Je n'avais jamais lu Henri MICHAUX. Je ne connaissais que son travail de peintre.
Je viens de terminer Plume précédé de Lointain intérieur. (NRF- Poésie/Gallimard)
De courts textes (qu'on ne peut appeler nouvelles), des poèmes, des pièces de théâtre en actes d'une demie page, ce livre
n'est qu'une suite de très brefs scénarios.
Le titre de la première partie du recueil, « Entre centre et absence », nous éclaire sur cette
rapidité : il semble en effet que MICHAUX ait besoin d'aller à l'essentiel en enlevant, en évitant, en fuyant. Il nous plonge dans des univers magiques, fous, où tout, du décor à la
pensée, est jeté rapidement comme si le temps et l'espace étaient comptés à l'auteur pour dire ce qu'il a à dire.
Et pourtant, cela fait sens. Cela chemine vers ce que MICHAUX appelle « l'espace du dedans ».
Toute d'introspection, la poésie de MICHAUX est celle d'un espace plastique envahi par la présence décalée et humoristique de
l'homme au milieu d'animaux fantastiques, et soumis à des hallucinations (l'eau d'un robinet se transforme en cristaux qui coupent les bras) mais aussi et surtout -mais peut-être est ce une
de mes déformations professionnelles ?- déjà plein de visions internes en passe de jaillissement, de ces futures « griffures anthropomorphes » qu'il réalisera de façon
affirmée à partir des années 50 quand il portera plus son action sur la production plastique que dans l'écriture.
C'est évidemment l'écriture d'un visuel, d'un visuel interne, celui d'une condition humaine pleine de fragilité, dans
laquelle il nous est facile de retrouver l'ordinaire de notre humanité.

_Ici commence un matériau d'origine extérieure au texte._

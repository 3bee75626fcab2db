use std::sync::Arc;

use chrono::Utc;

use crate::models::error::CaptureError;
use crate::models::media::{DevicePosition, InputSource};
use crate::models::snapshot::CapturerState;
use crate::models::state::CapturerStatus;
use crate::resource::resource::CaptureResource;
use crate::traits::capture_hardware::HardwareCompletion;

/// Select the input and configure the device. On success the resource is
/// `Ready` and the snapshot reflects the device's capabilities.
pub fn setup_with_resource(
    resource: &mut CaptureResource,
    position: DevicePosition,
) -> Result<Arc<CapturerState>, CaptureError> {
    let source = input_source(resource, position)?;
    if matches!(source, InputSource::Camera(_)) && !resource.hardware.is_available(position) {
        log::warn!("[CaptureWorker] No camera at {}", position);
        return Err(CaptureError::DeviceNotAvailable);
    }

    let device = resource.hardware.configure_input(&source).map_err(|e| {
        log::error!("[CaptureWorker] Failed to configure input {:?}: {}", source, e);
        e
    })?;
    log::info!(
        "[CaptureWorker] Configured {} ({}), zoom {}..{}",
        device.name,
        device.position,
        device.min_zoom_factor,
        device.max_zoom_factor
    );

    let zoom = resource.state.zoom_factor().clamp(device.min_zoom_factor, device.max_zoom_factor);
    let state = resource.update_state(|b| {
        b.device_position(device.position)
            .zoom_factor(zoom)
            .flash_supported(device.flash_supported)
            .torch_supported(device.torch_supported)
            .flash_active(false)
            .torch_active(false)
            .night_mode_active(false)
    });
    resource.device = Some(device);
    resource.status = CapturerStatus::Ready;

    let snapshot = Arc::clone(&state);
    resource.announce(move |l| l.did_change_state(&snapshot));
    Ok(state)
}

fn input_source(resource: &CaptureResource, position: DevicePosition) -> Result<InputSource, CaptureError> {
    let Some(decider) = &resource.file_input else {
        return Ok(InputSource::Camera(position));
    };
    if !decider.should_process_file_input() {
        return Ok(InputSource::Camera(position));
    }
    match decider.file_path() {
        Some(path) => {
            log::info!("[CaptureWorker] Using file input {}", path.display());
            Ok(InputSource::File(path))
        }
        None => Err(CaptureError::ConfigurationFailed(
            "file input requested without a file path".into(),
        )),
    }
}

/// Ask the hardware to start the session. The outcome arrives through
/// `on_started` and must be fed back with [`did_start_running`].
pub fn start_running(resource: &mut CaptureResource, on_started: HardwareCompletion<()>) {
    resource.streaming_sequence += 1;
    resource.session_starting = true;
    log::info!("[CaptureWorker] Starting session (#{})", resource.streaming_sequence);
    resource.anomaly(|d| d.session_will_start_running());
    resource.hardware.start_session(on_started);
}

pub fn did_start_running(
    resource: &mut CaptureResource,
    result: Result<(), CaptureError>,
) -> Result<Arc<CapturerState>, CaptureError> {
    resource.session_starting = false;
    resource.anomaly(|d| d.session_did_start_running());

    if let Err(error) = result {
        log::error!("[CaptureWorker] Session failed to start: {}", error);
        let state = resource.state();
        let reported = error.clone();
        resource.announce(move |l| l.did_get_error(&reported, &state));
        return Err(error);
    }

    resource.status = CapturerStatus::Running;
    let state = resource.update_state(|b| b.is_running(true));
    resource.anomaly(|d| d.session_did_change_is_running(true));
    log::info!("[CaptureWorker] Session running");

    let snapshot = Arc::clone(&state);
    resource.announce(move |l| {
        l.did_start_running(&snapshot);
        l.did_change_state(&snapshot);
    });
    Ok(state)
}

/// Stop the session. The resource goes back to `Ready` even when the
/// hardware reports an error; the error is announced and returned.
pub fn stop_running(resource: &mut CaptureResource) -> Result<Arc<CapturerState>, CaptureError> {
    resource.anomaly(|d| d.session_will_stop_running());
    let result = resource.hardware.stop_session();
    resource.anomaly(|d| d.session_did_stop_running());

    resource.status = CapturerStatus::Ready;
    let state = resource.update_state(|b| b.is_running(false));
    resource.anomaly(|d| d.session_did_change_is_running(false));

    let snapshot = Arc::clone(&state);
    resource.announce(move |l| {
        l.did_stop_running(&snapshot);
        l.did_change_state(&snapshot);
    });

    match result {
        Ok(()) => {
            log::info!("[CaptureWorker] Session stopped");
            Ok(state)
        }
        Err(error) => {
            log::error!("[CaptureWorker] Error stopping session: {}", error);
            let reported = error.clone();
            let snapshot = Arc::clone(&state);
            resource.announce(move |l| l.did_get_error(&reported, &snapshot));
            Err(error)
        }
    }
}

/// Tear down everything attached to the session and rebuild it.
///
/// Leaves the resource `Ready` with no live tokens, no recording, no scan and
/// no pending starts, under a new session generation.
pub fn recreate_session(resource: &mut CaptureResource) -> Result<Arc<CapturerState>, CaptureError> {
    let now = Utc::now();
    resource.last_session_runtime_error_at = Some(now);
    resource.anomaly(|d| d.session_will_recreate());

    if let Some(mut active) = resource.active_recording.take() {
        if let Err(e) = resource.hardware.cancel_recording() {
            log::warn!("[CaptureWorker] Cancel during recreation failed: {}", e);
        }
        active.info.end_time = Some(now);
        let info = active.info;
        let state = resource.state();
        resource.announce(move |l| l.did_cancel_recording(&state, &info));
    }
    resource.video_recording = false;
    resource.recording_stopping = false;
    resource.recording_stop_requested = false;
    resource.prepared_audio = None;
    resource.still_image_capturing = false;

    if resource.scanning {
        if let Err(e) = resource.hardware.stop_scan() {
            log::warn!("[CaptureWorker] Stop scan during recreation failed: {}", e);
        }
        resource.scanning = false;
    }

    if resource.status == CapturerStatus::Running || resource.session_starting {
        if let Err(e) = resource.hardware.stop_session() {
            log::warn!("[CaptureWorker] Stop session during recreation failed: {}", e);
        }
        resource.anomaly(|d| d.session_did_change_is_running(false));
    }
    resource.session_starting = false;

    let dropped = resource.tokens.clear();
    for pending in resource.pending_start_completions.drain(..) {
        pending.complete(Err(CaptureError::SessionRecreated));
    }

    resource.session_generation += 1;
    resource.num_retries_fix_session += 1;
    resource.last_fix_session_at = Some(now);
    let result = resource.hardware.recreate_session();
    resource.anomaly(|d| d.session_did_recreate());

    resource.status = if resource.device.is_some() {
        CapturerStatus::Ready
    } else {
        CapturerStatus::Unknown
    };
    let state = resource.update_state(|b| b.is_running(false));
    log::warn!(
        "[CaptureWorker] Session recreated (generation {}, retry {}, {} tokens dropped)",
        resource.session_generation,
        resource.num_retries_fix_session,
        dropped
    );

    let snapshot = Arc::clone(&state);
    resource.announce(move |l| {
        l.did_reset_from_runtime_error(&snapshot);
        l.did_change_state(&snapshot);
    });

    result.map(|()| state)
}
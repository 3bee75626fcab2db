use std::fmt;

use chrono::{DateTime, Utc};
use serde::{Deserialize, Serialize};

use super::media::RecordedVideo;

/// Identifies one recording within the lifetime of a capture resource.
pub type RecordingSessionId = u32;

/// Timing and identity of a recording session.
#[derive(Debug, Clone, Copy, PartialEq, Eq, Serialize, Deserialize)]
pub struct VideoCaptureSessionInfo {
    pub session_id: RecordingSessionId,
    pub start_time: Option<DateTime<Utc>>,
    pub end_time: Option<DateTime<Utc>>,
}

impl VideoCaptureSessionInfo {
    pub fn new(session_id: RecordingSessionId) -> Self {
        Self {
            session_id,
            start_time: None,
            end_time: None,
        }
    }

    /// Length of a finished session, None while either bound is missing.
    pub fn duration(&self) -> Option<chrono::Duration> {
        match (self.start_time, self.end_time) {
            (Some(start), Some(end)) => Some(end - start),
            _ => None,
        }
    }

    /// Seconds recorded so far: full duration once ended, elapsed time while
    /// running, zero before the hardware began.
    pub fn current_duration_secs(&self) -> f64 {
        let Some(start) = self.start_time else {
            return 0.0;
        };
        let end = self.end_time.unwrap_or_else(Utc::now);
        (end - start).num_milliseconds() as f64 / 1000.0
    }
}

impl fmt::Display for VideoCaptureSessionInfo {
    fn fmt(&self, f: &mut fmt::Formatter<'_>) -> fmt::Result {
        fn time(value: Option<DateTime<Utc>>) -> String {
            value.map_or_else(|| "Invalid".to_string(), |t| t.to_rfc3339())
        }
        let duration = self
            .duration()
            .map_or_else(|| "Invalid".to_string(), |d| format!("{:.3}", d.num_milliseconds() as f64 / 1000.0));
        write!(
            f,
            "StartTime: {}, EndTime: {}, Duration: {}, Id: {}",
            time(self.start_time),
            time(self.end_time),
            duration,
            self.session_id
        )
    }
}

/// A recording that stopped normally, with the file it produced.
#[derive(Debug, Clone, PartialEq, Serialize, Deserialize)]
pub struct FinishedRecording {
    pub session: VideoCaptureSessionInfo,
    pub video: RecordedVideo,
}

#[cfg(test)]
mod tests {
    use super::*;

    #[test]
    fn duration_requires_both_bounds() {
        let mut info = VideoCaptureSessionInfo::new(7);
        assert_eq!(info.duration(), None);
        assert_eq!(info.current_duration_secs(), 0.0);

        let start = Utc::now();
        info.start_time = Some(start);
        assert_eq!(info.duration(), None);

        info.end_time = Some(start + chrono::Duration::milliseconds(1500));
        assert_eq!(info.duration(), Some(chrono::Duration::milliseconds(1500)));
        approx::assert_relative_eq!(info.current_duration_secs(), 1.5);
    }

    #[test]
    fn display_marks_missing_times() {
        let info = VideoCaptureSessionInfo::new(3);
        let text = info.to_string();
        assert!(text.contains("StartTime: Invalid"));
        assert!(text.ends_with("Id: 3"));
    }
}
//! Per-state request handlers.
//!
//! [`handle`] is the single dispatch table: each `(state, request)` pair a
//! state declares maps to its handler, everything else falls through to
//! [`base::illegal_call`]. Entry side effects live in [`did_become_current`].

mod base;
mod common;
mod image;
mod initialized;
mod recording;
mod running;
mod scanning;
mod uninitialized;

use super::context::MachineCore;
use super::payload::{PayloadKind, TransitionPayload};
use super::request::{Envelope, Request};
use crate::models::state::CaptureStateId;

pub(crate) fn handle(core: &mut MachineCore, envelope: Envelope) {
    use CaptureStateId as S;
    use Request as R;

    let Envelope {
        request,
        context,
        caller,
    } = envelope;
    core.book_keeper.log_api_called(core.current, request.operation(), &context);
    let ctx = context.as_str();

    match (core.current, request) {
        (S::Uninitialized, R::Initialize { position, completion }) => {
            uninitialized::initialize(core, position, ctx, completion)
        }

        (S::Initialized, R::StartRunning { token, completion }) => {
            initialized::start_running(core, token, ctx, completion)
        }
        (S::Initialized, R::StopRunning { token, completion }) => {
            initialized::stop_running(core, token, completion)
        }

        (S::Running, R::StartRunning { token, completion }) => running::start_running(core, token, completion),
        (S::Running, R::StopRunning { token, completion }) => running::stop_running(core, token, ctx, completion),
        (S::Running, R::StartRecording { options, completion }) => {
            running::start_recording(core, options, ctx, completion)
        }
        (S::Running, R::CaptureStillImage {
            aspect_ratio,
            capture_session_id,
            completion,
        }) => running::capture_still_image(core, aspect_ratio, capture_session_id, ctx, completion),
        (S::Running, R::StartScan { config, completion }) => running::start_scan(core, config, ctx, completion),

        (S::Initialized | S::Running, R::PrepareForRecording { audio, completion }) => {
            common::prepare_for_recording(core, &audio, completion)
        }

        (S::Recording, R::StopRecording { completion }) => recording::stop_recording(core, ctx, completion),
        (S::Recording, R::CancelRecording { completion }) => recording::cancel_recording(core, ctx, completion),
        (S::Recording, R::CaptureStillImage {
            aspect_ratio,
            capture_session_id,
            completion,
        }) => recording::capture_still_image(core, aspect_ratio, capture_session_id, ctx, completion),

        (S::Scanning, R::StopScan { completion }) => scanning::stop_scan(core, ctx, completion),

        // Switching cameras would cut the recording.
        (S::Recording, R::ApplySettings { change, completion }) if !change.is_device_switch() => {
            common::apply_settings(core, change, completion)
        }
        (S::Initialized | S::Running | S::Scanning, R::ApplySettings { change, completion }) => {
            common::apply_settings(core, change, completion)
        }

        (state, R::ReportCapacity { report }) if state.is_initialized() => common::report_capacity(core, &report),
        (state, R::RecreateSession { completion }) if state.is_initialized() => {
            common::recreate_session(core, ctx, completion)
        }

        (_, request) => base::illegal_call(core, request, caller, ctx),
    }
}

/// Entry hook of the state that just became current.
pub(crate) fn did_become_current(core: &mut MachineCore, payload: TransitionPayload, context: &str) {
    let to = payload.to();
    match (to, payload.kind) {
        (CaptureStateId::Recording, PayloadKind::Recording(recording)) => {
            recording::did_become_current(core, recording, context)
        }
        (CaptureStateId::Recording, PayloadKind::Plain) => recording::did_resume(core, context),
        (CaptureStateId::Image | CaptureStateId::ImageWhileRecording, PayloadKind::Image(image)) => {
            image::did_become_current(core, image, context)
        }
        (CaptureStateId::Scanning, PayloadKind::Scanning(scan)) => scanning::did_become_current(core, scan, context),
        (_, PayloadKind::Plain) => {}
        (state, _) => {
            log::error!("[CaptureStateMachine] Payload does not match entry of {}", state);
            debug_assert!(false, "payload does not match entry of {}", state);
        }
    }
}
use std::fmt;

use serde::{Deserialize, Serialize};

/// Identifier of a capture lifecycle state.
///
/// State transitions:
/// ```text
/// uninitialized → initialized ⇄ running ⇄ recording ⇄ image_while_recording
///                                  ↕ ↕
///                          image ──┘ └── scanning
/// ```
/// Every initialized state can also fall back to `initialized` when the
/// session is recreated. `Base` only names the shared fallback that handles
/// illegal calls; it is never current.
#[derive(Debug, Clone, Copy, PartialEq, Eq, Hash, PartialOrd, Ord, Serialize, Deserialize)]
#[serde(rename_all = "snake_case")]
#[repr(u8)]
pub enum CaptureStateId {
    Base = 0,
    Uninitialized,
    Initialized,
    Image,
    ImageWhileRecording,
    Running,
    Recording,
    Scanning,
}

impl CaptureStateId {
    pub const ALL: [CaptureStateId; 8] = [
        Self::Base,
        Self::Uninitialized,
        Self::Initialized,
        Self::Image,
        Self::ImageWhileRecording,
        Self::Running,
        Self::Recording,
        Self::Scanning,
    ];

    pub fn name(&self) -> &'static str {
        match self {
            Self::Base => "base",
            Self::Uninitialized => "uninitialized",
            Self::Initialized => "initialized",
            Self::Image => "image",
            Self::ImageWhileRecording => "image_while_recording",
            Self::Running => "running",
            Self::Recording => "recording",
            Self::Scanning => "scanning",
        }
    }

    pub(crate) fn from_repr(value: u8) -> Option<Self> {
        Self::ALL.into_iter().find(|id| *id as u8 == value)
    }

    /// Whether a device has been set up, i.e. any state past `Uninitialized`.
    pub fn is_initialized(&self) -> bool {
        !matches!(self, Self::Base | Self::Uninitialized)
    }

    /// Whether the capture session is running in this state.
    pub fn is_running(&self) -> bool {
        matches!(
            self,
            Self::Running | Self::Recording | Self::Image | Self::ImageWhileRecording | Self::Scanning
        )
    }

    /// Whether the transition table allows moving from `self` to `to`.
    pub fn can_transition_to(&self, to: CaptureStateId) -> bool {
        use CaptureStateId::*;
        match (*self, to) {
            (Uninitialized, Initialized) => true,
            (Initialized, Running) => true,
            (Running, Recording | Image | Scanning | Initialized) => true,
            (Image, Running) => true,
            (Recording, Running | ImageWhileRecording) => true,
            (ImageWhileRecording, Recording) => true,
            (Scanning, Running) => true,
            // Session recreation.
            (Recording | Image | ImageWhileRecording | Scanning, Initialized) => true,
            _ => false,
        }
    }
}

impl fmt::Display for CaptureStateId {
    fn fmt(&self, f: &mut fmt::Formatter<'_>) -> fmt::Result {
        f.write_str(self.name())
    }
}

/// Orchestration operations, used to name calls in diagnostics.
#[derive(Debug, Clone, Copy, PartialEq, Eq, Hash, Serialize, Deserialize)]
#[serde(rename_all = "snake_case")]
pub enum Operation {
    Initialize,
    StartRunning,
    StopRunning,
    PrepareForRecording,
    StartRecording,
    StopRecording,
    CancelRecording,
    CaptureStillImage,
    StartScan,
    StopScan,
    ApplySettings,
    ReportCapacity,
    RecreateSession,
}

impl Operation {
    pub fn name(&self) -> &'static str {
        match self {
            Self::Initialize => "initialize",
            Self::StartRunning => "start_running",
            Self::StopRunning => "stop_running",
            Self::PrepareForRecording => "prepare_for_recording",
            Self::StartRecording => "start_recording",
            Self::StopRecording => "stop_recording",
            Self::CancelRecording => "cancel_recording",
            Self::CaptureStillImage => "capture_still_image",
            Self::StartScan => "start_scan",
            Self::StopScan => "stop_scan",
            Self::ApplySettings => "apply_settings",
            Self::ReportCapacity => "report_capacity",
            Self::RecreateSession => "recreate_session",
        }
    }
}

impl fmt::Display for Operation {
    fn fmt(&self, f: &mut fmt::Formatter<'_>) -> fmt::Result {
        f.write_str(self.name())
    }
}

/// Coarse status of the capture session held by the resource.
#[derive(Debug, Clone, Copy, PartialEq, Eq, Default, Serialize, Deserialize)]
#[serde(rename_all = "lowercase")]
pub enum CapturerStatus {
    #[default]
    Unknown,
    Ready,
    Running,
}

Voilà un extrait dans lequel je pense
pouvoir personnellement me retrouver...
« ...Dans la tempête, il entend le monde, comme il sonne vraiment. Oh ! Qu'il résonne étrangement ! Il le voit aussi, comme il est, jaune,
essentiellement jaune et mêlé d'un peu de boue et d'ocre.
Il est dans la trajectoire et la vie prend un tout autre sens. Chacun est après une
autre chandelle. C'est la poursuite vertigineuse, et il n'est pas de pont dans un tourbillon.
Son cœur se met à sauter comme une balle.
En sa poitrine, c'est à présent le barattement du lac de
l'émotion.
Comme des bulles, des horizons toujours nouveaux apparaissent, croissent, se dilatent,
crèvent, réapparaissent, s'étirent, se dilatent, et encore et encore... »
A lire comme
un voyage, introspectif, léger, drôle mais sans frivolité...jamais.